The conceptual framework of Financial Accounting Standards Board (FASB) states that

the primary goal of financial reporting is to assist prospective and existing investors,

management and other stakeholders evaluate the timing and the amount of future cash flows.

Therefore, economic income in the company’s income statement is plays a vital role in

predicting financial performance of the company in the foreseeable future. In other words,

earnings provide a better basis for such prediction than using the current cash flows. Security

analysts usually utilize earning quality assessment as a technique for determining the relationship

between accounting earnings and actual economic income. This paper discusses measures used

in assessing the quality of a company’s earnings and perform a quality earning assessment for

US-based Sportswear company, NIKE, Inc.

Measures of Assessing the Quality of a Company’s Earnings

Also known as quality of earnings (QoE), earnings quality is the ability of income in the

company’s income statement to predict its future cash flows or earnings (Lyimo, 2014).
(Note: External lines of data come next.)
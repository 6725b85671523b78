use phys2d::{
    core::BroadPhaseKind,
    forces::DragForce,
    Material, PhysicsWorld, Shape, SimulationConfig, Vector2,
};
use std::time::Instant;

const TIME_STEP: f32 = 1.0 / 60.0;
const SECONDS: usize = 5;

fn main() {
    let broad_phase = match std::env::args().nth(1).as_deref() {
        Some("brute") => BroadPhaseKind::BruteForce,
        _ => BroadPhaseKind::AabbTree,
    };
    let config = SimulationConfig { broad_phase, ..SimulationConfig::default() };
    let mut world = PhysicsWorld::with_config(config);

    // Floor and two walls
    let floor = world.create_body(&Shape::rectangle(40.0, 1.0), Vector2::new(0.0, -0.5), 0.0);
    world.create_body(&Shape::rectangle(1.0, 30.0), Vector2::new(-20.5, 15.0), 0.0);
    world.create_body(&Shape::rectangle(1.0, 30.0), Vector2::new(20.5, 15.0), 0.0);
    if let Ok(body) = world.get_body_mut(floor) {
        body.set_material(Material::wood());
    }

    let mut drag = DragForce::new(0.002);
    let mut boxes = Vec::new();
    for row in 0..6 {
        for column in 0..8 {
            let x = -14.0 + column as f32 * 4.0 + (row % 2) as f32;
            let y = 4.0 + row as f32 * 3.0;
            let (handle, material) = if (row + column) % 3 == 0 {
                (world.create_body(&Shape::circle(0.8), Vector2::new(x, y), 1.0), Material::rubber())
            } else if row % 2 == 0 {
                (world.create_body(&Shape::rectangle(1.5, 1.5), Vector2::new(x, y), 1.0), Material::ice())
            } else {
                (world.create_body(&Shape::rectangle(1.5, 1.5), Vector2::new(x, y), 2.0), Material::metal())
            };
            if let Ok(body) = world.get_body_mut(handle) {
                body.set_material(material);
            }
            drag.add_body(handle);
            boxes.push(handle);
        }
    }
    world.add_force_generator(Box::new(drag));

    println!("Falling Boxes ({})", world.broad_phase().name());
    println!("-------------------");

    let start = Instant::now();
    for second in 1..=SECONDS {
        for _ in 0..60 {
            world.step(TIME_STEP);
        }

        let lowest = boxes
            .iter()
            .filter_map(|handle| world.get_body(*handle).ok())
            .map(|body| body.get_position().y)
            .fold(f32::INFINITY, f32::min);
        println!(
            "t={}s contacts={:>3} lowest body y={:.3}",
            second,
            world.contacts().len(),
            lowest
        );
    }

    let elapsed = start.elapsed().as_secs_f32();
    println!("Simulated {} steps in {:.3}s", SECONDS * 60, elapsed);
}
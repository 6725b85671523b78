use crate::bodies::RigidBody;
use crate::core::{BodyHandle, BodyStorage, Storage};
use crate::forces::ForceGenerator;
use crate::math::Vector2;

/// Quadratic air drag, `-v̂ · k|v|²`. Zero for a body at rest.
pub fn drag(body: &RigidBody, k: f32) -> Vector2 {
    let velocity = body.get_linear_velocity();
    let speed_sq = velocity.length_squared();
    if speed_sq <= 0.0 {
        return Vector2::zero();
    }
    -velocity.normalize() * (k * speed_sq)
}

/// Constant-magnitude kinetic friction, `-v̂ · k`. Zero for a body at rest.
pub fn friction(body: &RigidBody, k: f32) -> Vector2 {
    -body.get_linear_velocity().normalize() * k
}

/// A force generator that simulates drag (air resistance)
#[derive(Debug, Clone)]
pub struct DragForce {
    coefficient: f32,
    affected_bodies: Vec<BodyHandle>,
}

impl DragForce {
    pub fn new(coefficient: f32) -> Self {
        Self {
            coefficient: coefficient.max(0.0),
            affected_bodies: Vec::new(),
        }
    }

    pub fn get_coefficient(&self) -> f32 {
        self.coefficient
    }

    pub fn add_body(&mut self, body: BodyHandle) {
        if !self.affected_bodies.contains(&body) {
            self.affected_bodies.push(body);
        }
    }
}

impl ForceGenerator for DragForce {
    fn generator_type(&self) -> &'static str {
        "Drag"
    }

    fn apply_forces(&self, bodies: &mut BodyStorage<RigidBody>, _dt: f32) {
        for handle in &self.affected_bodies {
            if let Some(body) = bodies.get_mut(*handle) {
                let force = drag(body, self.coefficient);
                body.add_force(force);
            }
        }
    }

    fn get_affected_bodies(&self) -> &[BodyHandle] {
        &self.affected_bodies
    }

    fn remove_body(&mut self, body: BodyHandle) {
        self.affected_bodies.retain(|&b| b != body);
    }
}

/// A force generator applying sliding friction against the motion
#[derive(Debug, Clone)]
pub struct FrictionForce {
    coefficient: f32,
    affected_bodies: Vec<BodyHandle>,
}

impl FrictionForce {
    pub fn new(coefficient: f32) -> Self {
        Self {
            coefficient: coefficient.max(0.0),
            affected_bodies: Vec::new(),
        }
    }

    pub fn add_body(&mut self, body: BodyHandle) {
        if !self.affected_bodies.contains(&body) {
            self.affected_bodies.push(body);
        }
    }
}

impl ForceGenerator for FrictionForce {
    fn generator_type(&self) -> &'static str {
        "Friction"
    }

    fn apply_forces(&self, bodies: &mut BodyStorage<RigidBody>, _dt: f32) {
        for handle in &self.affected_bodies {
            if let Some(body) = bodies.get_mut(*handle) {
                let force = friction(body, self.coefficient);
                body.add_force(force);
            }
        }
    }

    fn get_affected_bodies(&self) -> &[BodyHandle] {
        &self.affected_bodies
    }

    fn remove_body(&mut self, body: BodyHandle) {
        self.affected_bodies.retain(|&b| b != body);
    }
}

#[cfg(test)]
mod tests {
    use super::*;
    use crate::shapes::Shape;
    use approx::assert_relative_eq;

    #[test]
    fn drag_opposes_motion_quadratically() {
        let mut body = RigidBody::new(&Shape::circle(1.0), Vector2::zero(), 1.0);
        assert_eq!(drag(&body, 0.5), Vector2::zero());
        body.set_linear_velocity(Vector2::new(2.0, 0.0));
        let force = drag(&body, 0.5);
        assert_relative_eq!(force.x, -2.0);
        assert_relative_eq!(force.y, 0.0);
    }

    #[test]
    fn friction_has_constant_magnitude() {
        let mut body = RigidBody::new(&Shape::circle(1.0), Vector2::zero(), 1.0);
        assert_eq!(friction(&body, 3.0), Vector2::zero());
        body.set_linear_velocity(Vector2::new(0.0, -10.0));
        let force = friction(&body, 3.0);
        assert_relative_eq!(force.y, 3.0);
    }

    #[test]
    fn generator_accumulates_on_registered_bodies() {
        let mut bodies = BodyStorage::new();
        let moving = bodies.add(RigidBody::new(&Shape::circle(1.0), Vector2::zero(), 1.0));
        let other = bodies.add(RigidBody::new(&Shape::circle(1.0), Vector2::zero(), 1.0));
        for handle in [moving, other] {
            bodies.get_mut(handle).unwrap().set_linear_velocity(Vector2::new(1.0, 0.0));
        }

        let mut generator = DragForce::new(1.0);
        generator.add_body(moving);
        generator.apply_forces(&mut bodies, 1.0 / 60.0);
        assert_relative_eq!(bodies.get(moving).unwrap().get_accumulated_force().x, -1.0);
        assert_eq!(bodies.get(other).unwrap().get_accumulated_force(), Vector2::zero());

        generator.remove_body(moving);
        assert!(!generator.affects_body(moving));
    }
}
Therefore, the reported earnings must be relevant to users of financial statements in making

critical decisions regarding the company. Information about earnings is indispensable when

capital market participants are making informed decisions particularly in resource allocation. In

this case, quality of earnings is the degree in which the current economic income is reflective of

the future earnings and overall financial performance of the company.

Earnings quality is an elusive quality and thereby individuals interpret it differently.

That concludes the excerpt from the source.